═══ Provided data ═══

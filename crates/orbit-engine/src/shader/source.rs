use std::fs;
use std::path::Path;

use anyhow::{Context, Result};

/// Vertex + fragment source for one program.
#[derive(Debug, Clone, PartialEq, Eq)]
pub struct ProgramSource {
    label: String,
    vertex: String,
    fragment: String,
}

impl ProgramSource {
    pub fn new(label: impl Into<String>, vertex: impl Into<String>, fragment: impl Into<String>) -> Self {
        Self {
            label: label.into(),
            vertex: vertex.into(),
            fragment: fragment.into(),
        }
    }

    /// Reads both stages from disk. The label is `"<vertex file>+<fragment file>"`.
    pub fn from_files(vertex_path: impl AsRef<Path>, fragment_path: impl AsRef<Path>) -> Result<Self> {
        let vertex_path = vertex_path.as_ref();
        let fragment_path = fragment_path.as_ref();

        let vertex = fs::read_to_string(vertex_path)
            .with_context(|| format!("failed to read vertex shader {}", vertex_path.display()))?;
        let fragment = fs::read_to_string(fragment_path)
            .with_context(|| format!("failed to read fragment shader {}", fragment_path.display()))?;

        let label = format!("{}+{}", file_name(vertex_path), file_name(fragment_path));
        log::debug!("loaded shader sources {label}");

        Ok(Self::new(label, vertex, fragment))
    }

    pub fn label(&self) -> &str {
        &self.label
    }

    pub fn vertex(&self) -> &str {
        &self.vertex
    }

    pub fn fragment(&self) -> &str {
        &self.fragment
    }
}

fn file_name(path: &Path) -> String {
    path.file_name()
        .map(|n| n.to_string_lossy().into_owned())
        .unwrap_or_else(|| path.display().to_string())
}
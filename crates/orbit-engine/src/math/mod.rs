//! Camera and transform math.
//!
//! Conventions follow OpenGL: right-handed world space, column-major matrices,
//! clip-space depth in `[-1, 1]`.

mod orbit;
mod perspective;
mod transform;

pub use orbit::{AngleStep, Orbit, OrbitConfig};
pub use perspective::Perspective;
pub use transform::{compose_mvp, look_at_origin};
//! Boolean combinators over predicates
//!
//! Generic over the argument type, so the same combinators work for
//! predicates over `&Value`, `&str`, or anything else. Evaluation order
//! is specified: the first predicate runs first and short-circuits the
//! second via the native `&&` / `||`.

/// Combine two predicates with logical AND
///
/// `q` is not evaluated when `p` is false.
///
/// # Examples
///
/// ```
/// use pluckit_query::filters::and;
/// use serde_json::{json, Value};
///
/// let is_adult = |u: &Value| u["age"].as_i64().unwrap_or(0) >= 18;
/// let in_ny = |u: &Value| u["city"] == json!("New York");
///
/// let adult_in_ny = and(is_adult, in_ny);
/// assert!(adult_in_ny(&json!({ "age": 30, "city": "New York" })));
/// assert!(!adult_in_ny(&json!({ "age": 10, "city": "New York" })));
/// ```
pub fn and<A: ?Sized>(
    p: impl Fn(&A) -> bool,
    q: impl Fn(&A) -> bool,
) -> impl Fn(&A) -> bool {
    move |input| p(input) && q(input)
}

/// Combine two predicates with logical OR
///
/// `q` is not evaluated when `p` is true.
pub fn or<A: ?Sized>(
    p: impl Fn(&A) -> bool,
    q: impl Fn(&A) -> bool,
) -> impl Fn(&A) -> bool {
    move |input| p(input) || q(input)
}

/// Negate a predicate
///
/// # Examples
///
/// ```
/// use pluckit_query::filters::not;
///
/// let is_even = |n: &i64| n % 2 == 0;
/// let is_odd = not(is_even);
/// assert!(is_odd(&3));
/// ```
pub fn not<A: ?Sized>(p: impl Fn(&A) -> bool) -> impl Fn(&A) -> bool {
    move |input| !p(input)
}
//! Composable predicate helpers
//!
//! Small boolean building blocks meant to feed iterator adapters and
//! `Pluck::filter`:
//! - [`and`] / [`or`] / [`not`]: combinator algebra over any predicate
//! - [`matches_string`]: substring / full-string matching with optional
//!   case sensitivity
//! - [`matches_plucked_strings`]: string matching across one or more
//!   paths of an object
//! - [`is_not_null`]: the JSON-null filter

mod combine;
mod matches;
mod plucked;

pub use combine::{and, not, or};
pub use matches::{matches_string, MatchOptions};
pub use plucked::{matches_plucked_strings, PluckedStrings, PluckedStringsParams};

use serde_json::Value;

/// Predicate keeping only non-`null` values
///
/// # Examples
///
/// ```
/// use pluckit_query::filters::is_not_null;
/// use serde_json::json;
///
/// let values = vec![json!("a"), json!(null), json!(1)];
/// let kept: Vec<_> = values.iter().filter(|v| is_not_null(v)).collect();
/// assert_eq!(kept.len(), 2);
/// ```
pub fn is_not_null(value: &Value) -> bool {
    !value.is_null()
}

═══

Reproduce the full set of entries above exactly, without dropping a line.

Response >>
filename crates/orbit-engine/src/shader/source.rs
use std::fs;
use std::path::Path;

use anyhow::{Context, Result};

/// Vertex + fragment source for one program.
#[derive(Debug, Clone, PartialEq, Eq)]
pub struct ProgramSource {
    label: String,
    vertex: String,
    fragment: String,
}

impl ProgramSource {
    pub fn new(label: impl Into<String>, vertex: impl Into<String>, fragment: impl Into<String>) -> Self {
        Self {
            label: label.into(),
            vertex: vertex.into(),
            fragment: fragment.into(),
        }
    }

    /// Reads both stages from disk. The label is `"<vertex file>+<fragment file>"`.
    pub fn from_files(vertex_path: impl AsRef<Path>, fragment_path: impl AsRef<Path>) -> Result<Self> {
        let vertex_path = vertex_path.as_ref();
        let fragment_path = fragment_path.as_ref();

        let vertex = fs::read_to_string(vertex_path)
            .with_context(|| format!("failed to read vertex shader {}", vertex_path.display()))?;
        let fragment = fs::read_to_string(fragment_path)
            .with_context(|| format!("failed to read fragment shader {}", fragment_path.display()))?;

        let label = format!("{}+{}", file_name(vertex_path), file_name(fragment_path));
        log::debug!("loaded shader sources {label}");

        Ok(Self::new(label, vertex, fragment))
    }

    pub fn label(&self) -> &str {
        &self.label
    }

    pub fn vertex(&self) -> &str {
        &self.vertex
    }

    pub fn fragment(&self) -> &str {
        &self.fragment
    }
}

fn file_name(path: &Path) -> String {
    path.file_name()
        .map(|n| n.to_string_lossy().into_owned())
        .unwrap_or_else(|| path.display().to_string())
}
filename crates/orbit-engine/src/math/mod.rs
//! Camera and transform math.
//!
//! Conventions follow OpenGL: right-handed world space, column-major matrices,
//! clip-space depth in `[-1, 1]`.

mod orbit;
mod perspective;
mod transform;

pub use orbit::{AngleStep, Orbit, OrbitConfig};
pub use perspective::Perspective;
pub use transform::{compose_mvp, look_at_origin};
//! Boolean combinators over predicates
//!
//! Generic over the argument type, so the same combinators work for
//! predicates over `&Value`, `&str`, or anything else. Evaluation order
//! is specified: the first predicate runs first and short-circuits the
//! second via the native `&&` / `||`.

/// Combine two predicates with logical AND
///
/// `q` is not evaluated when `p` is false.
///
/// # Examples
///
/// ```
/// use pluckit_query::filters::and;
/// use serde_json::{json, Value};
///
/// let is_adult = |u: &Value| u["age"].as_i64().unwrap_or(0) >= 18;
/// let in_ny = |u: &Value| u["city"] == json!("New York");
///
/// let adult_in_ny = and(is_adult, in_ny);
/// assert!(adult_in_ny(&json!({ "age": 30, "city": "New York" })));
/// assert!(!adult_in_ny(&json!({ "age": 10, "city": "New York" })));
/// ```
pub fn and<A: ?Sized>(
    p: impl Fn(&A) -> bool,
    q: impl Fn(&A) -> bool,
) -> impl Fn(&A) -> bool {
    move |input| p(input) && q(input)
}

/// Combine two predicates with logical OR
///
/// `q` is not evaluated when `p` is true.
pub fn or<A: ?Sized>(
    p: impl Fn(&A) -> bool,
    q: impl Fn(&A) -> bool,
) -> impl Fn(&A) -> bool {
    move |input| p(input) || q(input)
}

/// Negate a predicate
///
/// # Examples
///
/// ```
/// use pluckit_query::filters::not;
///
/// let is_even = |n: &i64| n % 2 == 0;
/// let is_odd = not(is_even);
/// assert!(is_odd(&3));
/// ```
pub fn not<A: ?Sized>(p: impl Fn(&A) -> bool) -> impl Fn(&A) -> bool {
    move |input| !p(input)
}
//! Composable predicate helpers
//!
//! Small boolean building blocks meant to feed iterator adapters and
//! `Pluck::filter`:
//! - [`and`] / [`or`] / [`not`]: combinator algebra over any predicate
//! - [`matches_string`]: substring / full-string matching with optional
//!   case sensitivity
//! - [`matches_plucked_strings`]: string matching across one or more
//!   paths of an object
//! - [`is_not_null`]: the JSON-null filter

mod combine;
mod matches;
mod plucked;

pub use combine::{and, not, or};
pub use matches::{matches_string, MatchOptions};
pub use plucked::{matches_plucked_strings, PluckedStrings, PluckedStringsParams};

use serde_json::Value;

/// Predicate keeping only non-`null` values
///
/// # Examples
///
/// ```
/// use pluckit_query::filters::is_not_null;
/// use serde_json::json;
///
/// let values = vec![json!("a"), json!(null), json!(1)];
/// let kept: Vec<_> = values.iter().filter(|v| is_not_null(v)).collect();
/// assert_eq!(kept.len(), 2);
/// ```
pub fn is_not_null(value: &Value) -> bool {
    !value.is_null()
}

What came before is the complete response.